Saturday, October 9, 2010

Why you can’t win even when you’re right

As a Coach I have had a few situations where I've wanted to pull out the rulebook, wave it in an umpire’s face and show him that he is wrong, but as you know if you’ve read my previous posts, you’ll never get away with that. My approach as a Coach, and the one I prefer as an Umpire, is to calmly discuss the rule and the interpretation of it. I know if I back the ump into a corner, he’ll become defensive and may change his explanation of the rule, to a judgement call... something like this:
Coach: the batter doesn’t get a base if he is hit by a pitch that he swings at.
Ump: Yes he can.
Coach: No, look it up, it’s rule 6.08 (b).
Ump: Well, it doesn’t matter because in my judgement he didn’t swing the bat anyways.
Coach: (walk back to dugout)
As a Coach I have learned that the way to avoid the above situation, is to approach the Umpire in a polite soft-spoken manner, and always give him a chance to save face. If he doesn’t change the ruling, then you can calmly quote the rule number and suggest that you may play the game under protest. Sometimes umpires will mumble something about if they had a copy of the rulebook they could quickly look it up, but without that their call stands. At that point, you can offer the fact that you have one in your dugout (ALWAYS have the book in your dugout. NEVER bring it out into plain sight).

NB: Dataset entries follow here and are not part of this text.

//! Coverage analysis of archive data.

use std::collections::BTreeMap;
use std::fs::{self, File};
use std::io::{self, Read, Seek, SeekFrom, Write};
use std::path::{Path, PathBuf};

use miette::{Context, IntoDiagnostic, Result};
use vpk::types::{Node, Nodes};
use vpk::{Coverage, Package};

use crate::magic;

/// Which on-disk file a coverage set describes. The directory index file
/// sorts before the numbered data archives.
#[derive(Debug, Clone, Copy, PartialEq, Eq, PartialOrd, Ord)]
enum Target {
    Index,
    Archive(u16),
}

fn add_slices(nodes: &Nodes, covs: &mut BTreeMap<Target, Coverage>) {
    for node in nodes.values() {
        match node {
            Node::Dir(dir) => add_slices(dir.nodes(), covs),
            Node::File(file) if file.size > 0 => covs
                .entry(Target::Archive(file.archive_index))
                .or_default()
                .add(u64::from(file.offset), u64::from(file.size)),
            Node::File(_) => {}
        }
    }
}

/// Collect `<name>_<DDD+>.vpk` archives next to the directory file so
/// that fully unreferenced archives are reported too.
fn scan_archives(package: &Package, covs: &mut BTreeMap<Target, Coverage>) -> Result<()> {
    let prefix = format!("{}_", package.name().to_ascii_lowercase());
    let entries = fs::read_dir(package.srcdir())
        .into_diagnostic()
        .context(format!("scanning {}", package.srcdir().display()))?;

    for entry in entries {
        let entry = entry.into_diagnostic()?;
        let name = entry.file_name().to_string_lossy().to_ascii_lowercase();
        let Some(digits) = name
            .strip_prefix(&prefix)
            .and_then(|rest| rest.strip_suffix(".vpk"))
        else {
            continue;
        };
        if digits.len() >= 3 && digits.bytes().all(|b| b.is_ascii_digit()) {
            if let Ok(index) = digits.parse::<u16>() {
                covs.entry(Target::Archive(index)).or_default();
            }
        }
    }
    Ok(())
}

fn percent(part: u64, total: u64) -> f64 {
    if total == 0 {
        100.0
    } else {
        part as f64 * 100.0 / total as f64
    }
}

/// Report referenced and unreferenced byte ranges of every archive file,
/// optionally dumping the unreferenced ranges below `destdir`.
pub fn coverage(
    index_path: &Path,
    index_end: u64,
    package: &Package,
    dump: bool,
    destdir: &Path,
    human_readable: bool,
) -> Result<()> {
    let mut covs: BTreeMap<Target, Coverage> = BTreeMap::new();

    // The directory file is covered by its own index.
    covs.entry(Target::Index).or_default().add(0, index_end);

    scan_archives(package, &mut covs)?;
    add_slices(package.nodes(), &mut covs);

    if dump {
        fs::create_dir_all(destdir)
            .into_diagnostic()
            .context(format!("creating {}", destdir.display()))?;
    }

    let size = |n: u64| {
        if human_readable {
            Coverage::human_readable_size(n)
        } else {
            n.to_string()
        }
    };

    let mut total = 0u64;
    let mut uncovered = 0u64;
    for (target, covered) in &covs {
        let path: PathBuf = match target {
            Target::Index => index_path.to_path_buf(),
            Target::Archive(index) => package.archive_path(*index),
        };
        let file_size = fs::metadata(&path)
            .into_diagnostic()
            .context(format!("sizing {}", path.display()))?
            .len();
        total += file_size;

        let missing = covered.invert(file_size);
        let missing_size = missing.coverage();
        if missing_size == 0 {
            continue;
        }
        uncovered += missing_size;

        let filename = path.file_name().unwrap_or_default().to_string_lossy();
        println!(
            "File: {}\nSize: {}\nCovered: {} ({:.0}%)\nMissing: {}\nMissing Areas:\n\t{}\n",
            filename,
            size(file_size),
            size(covered.coverage()),
            percent(covered.coverage(), file_size),
            size(missing_size),
            missing.format(human_readable),
        );

        if dump {
            dump_slices(&path, &missing, destdir, human_readable)?;
        }
    }

    let covered = total - uncovered;
    println!(
        "Total Size: {}\nTotal Covered: {} ({:.0}%)\nTotal Missing: {}",
        size(total),
        size(covered),
        percent(covered, total),
        size(uncovered),
    );
    Ok(())
}

/// Write each missing slice of `archive` to its own file, named after the
/// slice location and an extension guessed from its leading bytes.
fn dump_slices(
    archive: &Path,
    missing: &Coverage,
    destdir: &Path,
    human_readable: bool,
) -> Result<()> {
    let mut source = File::open(archive)
        .into_diagnostic()
        .context(format!("opening {}", archive.display()))?;
    let prefix = destdir.join(archive.file_name().unwrap_or_default());

    let size = |n: u64| {
        if human_readable {
            Coverage::human_readable_size(n)
        } else {
            n.to_string()
        }
    };

    let mut head = [0u8; magic::MAX_SIGNATURE];
    for &(offset, length) in missing.slices() {
        source
            .seek(SeekFrom::Start(offset))
            .into_diagnostic()
            .context(format!("seeking {}", archive.display()))?;

        let head_len = length.min(magic::MAX_SIGNATURE as u64) as usize;
        source
            .read_exact(&mut head[..head_len])
            .into_diagnostic()
            .context(format!("reading {}", archive.display()))?;

        let extension = magic::extension_of(&head[..head_len]);
        let filename = format!("{}_{}_{}.{}", prefix.display(), offset, length, extension);
        println!("Dumping {} to \"{}\"", size(length), filename);

        let mut out = File::create(&filename)
            .into_diagnostic()
            .context(format!("creating {filename}"))?;
        out.write_all(&head[..head_len]).into_diagnostic()?;
        if (head_len as u64) < length {
            io::copy(&mut Read::by_ref(&mut source).take(length - head_len as u64), &mut out)
                .into_diagnostic()
                .context(format!("dumping {filename}"))?;
        }
    }
    println!();
    Ok(())
}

I have encountered this situation a few times and everytime the umpire ended up agreeing with me amicably. Only once did an Umpire actually come towards my dugout and look at my rulebook. In that instance he reluctantly changed his call. As you might expect no close plays were called our way the rest of that game. :(

1 comment:

  1. I am an umpire and have been a coach.I agree, The best way to question an umpire is to question his reason for the call...not the call. If he gives the wrong rule interpretation then you have your protest.